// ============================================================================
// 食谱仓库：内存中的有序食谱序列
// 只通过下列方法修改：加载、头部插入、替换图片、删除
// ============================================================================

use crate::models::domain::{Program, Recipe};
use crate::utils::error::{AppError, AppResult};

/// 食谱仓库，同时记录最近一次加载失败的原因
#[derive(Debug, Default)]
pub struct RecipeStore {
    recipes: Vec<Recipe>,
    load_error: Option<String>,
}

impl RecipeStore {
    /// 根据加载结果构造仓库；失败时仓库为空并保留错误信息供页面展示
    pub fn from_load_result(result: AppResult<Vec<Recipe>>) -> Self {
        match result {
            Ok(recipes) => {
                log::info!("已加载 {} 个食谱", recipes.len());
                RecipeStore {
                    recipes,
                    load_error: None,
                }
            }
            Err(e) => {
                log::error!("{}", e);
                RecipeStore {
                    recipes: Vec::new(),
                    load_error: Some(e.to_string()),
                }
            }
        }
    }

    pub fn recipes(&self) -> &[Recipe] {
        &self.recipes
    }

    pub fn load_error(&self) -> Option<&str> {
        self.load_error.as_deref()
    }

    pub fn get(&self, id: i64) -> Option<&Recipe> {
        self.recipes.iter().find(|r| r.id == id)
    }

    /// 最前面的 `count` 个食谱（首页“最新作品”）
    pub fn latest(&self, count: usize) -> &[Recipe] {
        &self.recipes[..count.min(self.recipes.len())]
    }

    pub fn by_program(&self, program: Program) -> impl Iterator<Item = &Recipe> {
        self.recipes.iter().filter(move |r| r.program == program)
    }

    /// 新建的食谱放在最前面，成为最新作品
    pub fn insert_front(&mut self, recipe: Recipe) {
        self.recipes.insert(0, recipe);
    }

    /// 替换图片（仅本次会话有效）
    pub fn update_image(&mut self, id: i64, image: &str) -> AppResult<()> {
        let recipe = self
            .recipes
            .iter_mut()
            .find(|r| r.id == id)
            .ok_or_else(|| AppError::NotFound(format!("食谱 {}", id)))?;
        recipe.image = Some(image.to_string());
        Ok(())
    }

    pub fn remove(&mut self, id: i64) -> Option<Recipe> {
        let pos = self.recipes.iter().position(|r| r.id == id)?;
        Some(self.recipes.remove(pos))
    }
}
=-=-=-=-=
Assignment: Using the listing above, work out how many of its lines include "替换图片", and give only the result.

Response box: 2